In cases like this, cost cuts are a chief concern, as 85 percent of the 110 North American transportation, logistics and supply chain executives surveyed reducing total cost per order is their top priority for last-mile delivery.

“It’s tough for the retail industry, especially for traditional stores. It’s tough on Macy’s, it’s tough on Neiman Marcus, Nordstrom, Saks and some of the other high-end retailers,” said Iampieri. “The discount stores and value-oriented retailers have been doing better, but it’s tough to compete when the cost of these packages continues to go up, and people are just using it to buy all kinds of disposable goods on a regular basis. To make that profitable, they got to have bigger orders.”

To address this, 64 percent of executives say they require a minimum order value to offer free shipping, while another 15 percent saying they need a minimum order value along with membership to be eligible.

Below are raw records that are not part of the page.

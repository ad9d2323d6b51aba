//! Signal classification.
//!
//! Maps raw signals to severity-typed [`SecurityEvent`]s using a fixed
//! lookup table. The table and the blocked-shortcut set are configuration
//! data carried by [`SignalCatalog`]; extending the catalog never touches
//! the state machine.

use std::collections::HashMap;

use crate::event::{SecurityEvent, Severity};
use crate::signal::{Signal, SignalKind};

/// Severity table and blocked-shortcut set.
///
/// Two built-in profiles reproduce the observed variants: `primary`
/// (window-blur is high) and `compact` (window-blur is medium).
#[derive(Clone, Debug)]
pub struct SignalCatalog {
    severities: HashMap<SignalKind, Severity>,
    blocked_shortcuts: Vec<String>,
}

impl SignalCatalog {
    /// Primary severity profile.
    pub fn primary() -> Self {
        let severities = HashMap::from([
            (SignalKind::TabHidden, Severity::High),
            (SignalKind::WindowBlur, Severity::High),
            (SignalKind::WindowFocusRegained, Severity::Low),
            (SignalKind::MouseLeftViewport, Severity::Medium),
            (SignalKind::ContextMenuAttempt, Severity::Medium),
            (SignalKind::CopyAttempt, Severity::Medium),
            (SignalKind::PasteAttempt, Severity::Medium),
            (SignalKind::BlockedShortcut, Severity::Medium),
            (SignalKind::DevtoolsSuspected, Severity::High),
            (SignalKind::FullscreenExited, Severity::High),
            (SignalKind::NavigationAttempted, Severity::High),
            (SignalKind::MonitoringStarted, Severity::Low),
            (SignalKind::MonitoringStopped, Severity::Low),
        ]);
        Self {
            severities,
            blocked_shortcuts: default_blocked_shortcuts(),
        }
    }

    /// Compact severity profile: window-blur downgraded to medium.
    pub fn compact() -> Self {
        let mut catalog = Self::primary();
        catalog
            .severities
            .insert(SignalKind::WindowBlur, Severity::Medium);
        catalog
    }

    /// Severity for a signal kind. Kinds absent from the table default to
    /// medium so a trimmed custom table stays total.
    pub fn severity(&self, kind: SignalKind) -> Severity {
        self.severities
            .get(&kind)
            .copied()
            .unwrap_or(Severity::Medium)
    }

    pub fn set_severity(&mut self, kind: SignalKind, severity: Severity) {
        self.severities.insert(kind, severity);
    }

    /// Replaces the blocked-shortcut set.
    pub fn set_blocked_shortcuts(&mut self, shortcuts: Vec<String>) {
        self.blocked_shortcuts = shortcuts;
    }

    pub fn blocked_shortcuts(&self) -> &[String] {
        &self.blocked_shortcuts
    }

    /// Case-insensitive membership check against the shortcut set.
    pub fn is_blocked_shortcut(&self, key: &str) -> bool {
        self.blocked_shortcuts
            .iter()
            .any(|k| k.eq_ignore_ascii_case(key))
    }
}

impl Default for SignalCatalog {
    fn default() -> Self {
        Self::primary()
    }
}

fn default_blocked_shortcuts() -> Vec<String> {
    [
        "Ctrl+C",
        "Ctrl+V",
        "Ctrl+A",
        "Ctrl+S",
        "Ctrl+P",
        "Ctrl+Shift+I",
        "Ctrl+Shift+J",
        "Ctrl+Shift+C",
        "F12",
        "Ctrl+U",
        "PrintScreen",
    ]
    .into_iter()
    .map(String::from)
    .collect()
}

/// Pure mapping from raw signal to classified event.
///
/// Holds no session state and performs no writes; the lockout controller
/// enforces the monitoring gate before anything reaches `classify`.
#[derive(Clone, Debug, Default)]
pub struct Classifier {
    catalog: SignalCatalog,
}

impl Classifier {
    pub fn new(catalog: SignalCatalog) -> Self {
        Self { catalog }
    }

    pub fn catalog(&self) -> &SignalCatalog {
        &self.catalog
    }

    /// Classifies one signal into an immutable event record.
    pub fn classify(&self, signal: &Signal, id: u64, occurred_at_ns: u64) -> SecurityEvent {
        let message = match signal {
            Signal::TabHidden => "Switched to another tab or minimized the window".to_string(),
            Signal::WindowBlur => "Window lost focus".to_string(),
            Signal::WindowFocusRegained => "Window regained focus".to_string(),
            Signal::MouseLeftViewport => "Mouse cursor left the assessment viewport".to_string(),
            Signal::ContextMenuAttempt => "Attempted to open the context menu".to_string(),
            Signal::CopyAttempt => "Attempted to copy content".to_string(),
            Signal::PasteAttempt => "Attempted to paste content".to_string(),
            Signal::BlockedShortcut { key } => format!("Blocked keyboard shortcut: {key}"),
            Signal::DevtoolsSuspected => "Developer tools may be open".to_string(),
            Signal::FullscreenExited => "Exited fullscreen mode".to_string(),
            Signal::NavigationAttempted => "Attempted to leave the page".to_string(),
            Signal::MonitoringStarted => "Monitoring activated".to_string(),
            Signal::MonitoringStopped => "Monitoring deactivated".to_string(),
        };

        SecurityEvent {
            id,
            kind: signal.kind(),
            message,
            occurred_at_ns,
            severity: self.catalog.severity(signal.kind()),
        }
    }
}

#[cfg(test)]
mod tests {
    use super::*;

    #[test]
    fn primary_severity_table() {
        let catalog = SignalCatalog::primary();
        assert_eq!(catalog.severity(SignalKind::TabHidden), Severity::High);
        assert_eq!(catalog.severity(SignalKind::WindowBlur), Severity::High);
        assert_eq!(
            catalog.severity(SignalKind::WindowFocusRegained),
            Severity::Low
        );
        assert_eq!(
            catalog.severity(SignalKind::MouseLeftViewport),
            Severity::Medium
        );
        assert_eq!(
            catalog.severity(SignalKind::BlockedShortcut),
            Severity::Medium
        );
        assert_eq!(
            catalog.severity(SignalKind::DevtoolsSuspected),
            Severity::High
        );
        assert_eq!(
            catalog.severity(SignalKind::NavigationAttempted),
            Severity::High
        );
        assert_eq!(
            catalog.severity(SignalKind::MonitoringStarted),
            Severity::Low
        );
    }

    #[test]
    fn compact_downgrades_window_blur_only() {
        let catalog = SignalCatalog::compact();
        assert_eq!(catalog.severity(SignalKind::WindowBlur), Severity::Medium);
        assert_eq!(catalog.severity(SignalKind::TabHidden), Severity::High);
    }

    #[test]
    fn shortcut_membership_is_case_insensitive() {
        let catalog = SignalCatalog::default();
        assert!(catalog.is_blocked_shortcut("Ctrl+Shift+I"));
        assert!(catalog.is_blocked_shortcut("ctrl+shift+i"));
        assert!(!catalog.is_blocked_shortcut("Ctrl+Z"));
    }

    #[test]
    fn message_carries_the_blocked_key() {
        let classifier = Classifier::default();
        let event = classifier.classify(
            &Signal::BlockedShortcut {
                key: "Ctrl+U".into(),
            },
            7,
            42,
        );
        assert_eq!(event.id, 7);
        assert_eq!(event.occurred_at_ns, 42);
        assert_eq!(event.kind, SignalKind::BlockedShortcut);
        assert!(event.message.contains("Ctrl+U"));
    }

    #[test]
    fn classify_is_side_effect_free() {
        let classifier = Classifier::default();
        let a = classifier.classify(&Signal::TabHidden, 0, 0);
        let b = classifier.classify(&Signal::TabHidden, 0, 0);
        assert_eq!(a, b);
    }
}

Raising these minimums seems to be an answer for a lot of companies. Nearly half (49 percent) of the logistics executives said they increased their minimum free shipping spending requirement in the last 12 months.

UPS loses last-mile market share to Teamsters deal

Already enduring a rough second quarter that resulted in the cutting of its revenue guidance and operating margin target, UPS is still trying to regain its footing.

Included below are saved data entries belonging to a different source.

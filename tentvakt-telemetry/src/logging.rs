//! Structured logging with tracing and OpenTelemetry attributes.
//!
//! Security events are logged inside a dedicated span so downstream
//! collectors can correlate a session's notifications.

use opentelemetry::KeyValue;
use tracing::{info_span, Instrument};
use tracing_subscriber::fmt::format::FmtSpan;
use tracing_subscriber::{fmt, EnvFilter};

#[derive(Clone)]
pub struct EventLogger;

impl EventLogger {
    /// Installs the global fmt subscriber. `RUST_LOG` overrides the
    /// default `info` filter.
    pub fn init() {
        fmt()
            .with_env_filter(
                EnvFilter::try_from_default_env().unwrap_or_else(|_| EnvFilter::new("info")),
            )
            .with_span_events(FmtSpan::CLOSE)
            .init()
    }

    /// Logs one classified security event with structured attributes.
    pub async fn log_security_event(kind: &str, severity: &str, message: &str) {
        let metadata = vec![
            KeyValue::new("kind", kind.to_string()),
            KeyValue::new("severity", severity.to_string()),
        ];

        let span = info_span!(
            "security_event",
            kind = kind,
            severity = severity,
            otel.kind = "INTERNAL"
        );

        async {
            tracing::info!(metadata = ?metadata, detail = message, "Security event recorded");
        }
        .instrument(span)
        .await
    }
}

According to the survey, UPS’ leading market share of last-mile deliveries dwindled from 35 percent in 2023 to 25 percent in 2024. And it seems FedEx, as expected, was the major beneficiary of the UPS exodus.

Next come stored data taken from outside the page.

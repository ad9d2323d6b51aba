//! Diagnostic reports for failed scenario validation.

use std::collections::HashMap;
use std::io;
use std::time::{SystemTime, UNIX_EPOCH};

#[derive(Debug, Default)]
pub struct DiagnosticsCollector {
    reports: Vec<String>,
    scenario_hashes: HashMap<String, String>,
}

impl DiagnosticsCollector {
    pub fn new() -> Self {
        Self::default()
    }

    /// Writes a mismatch report to the working directory and returns the
    /// filename.
    pub fn record_mismatch(
        &mut self,
        scenario: &str,
        expected: &str,
        actual: &str,
    ) -> io::Result<String> {
        let timestamp = SystemTime::now()
            .duration_since(UNIX_EPOCH)
            .map(|d| d.as_secs())
            .unwrap_or(0);
        let filename = format!("scenario_mismatch_{timestamp}.txt");
        let body = format!(
            "Scenario validation failed: {scenario}\nExpected: {expected}\nActual:   {actual}\n"
        );
        std::fs::write(&filename, body)?;
        self.reports.push(filename.clone());
        Ok(filename)
    }

    pub fn record_scenario_hash(&mut self, scenario: &str, hash: &str) {
        self.scenario_hashes
            .insert(scenario.to_string(), hash.to_string());
    }

    pub fn reports(&self) -> &[String] {
        &self.reports
    }

    pub fn scenario_hash(&self, scenario: &str) -> Option<&str> {
        self.scenario_hashes.get(scenario).map(String::as_str)
    }
}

FedEx now delivers 42 percent of total last-mile packages, up from last year’s 30 percent.

UPS has been transparent about the fact that it lost customers in the wake of the Teamsters contract negotiations last year. The impact of a potential strike cost UPS roughly $200 million in lost sales in the 2023 second quarter, and has had lingering effects in the time since.

In a Tuesday earnings call, UPS CEO Carol Tomé acknowledged that there were “customers who left us during the contract negotiation that have not returned. They left us. They locked themselves into long-term contracts, and they have not yet returned.”

Twelve percent of last-delivery market share comes from retailers’ internal fleets, while USPS delivers 6 percent of last-mile packages. Third parties including OnTrac, Pandion, DoorDash and Instacart take up the remaining 16 percent of market share.

Overall, two out of five retail executives surveyed said they made some volume switch away from either FedEx or UPS to other providers in the past year. In general, most shippers aren’t beholden to one carrier. Nearly three-quarters (74 percent) use of mix of carriers for their last-mile needs.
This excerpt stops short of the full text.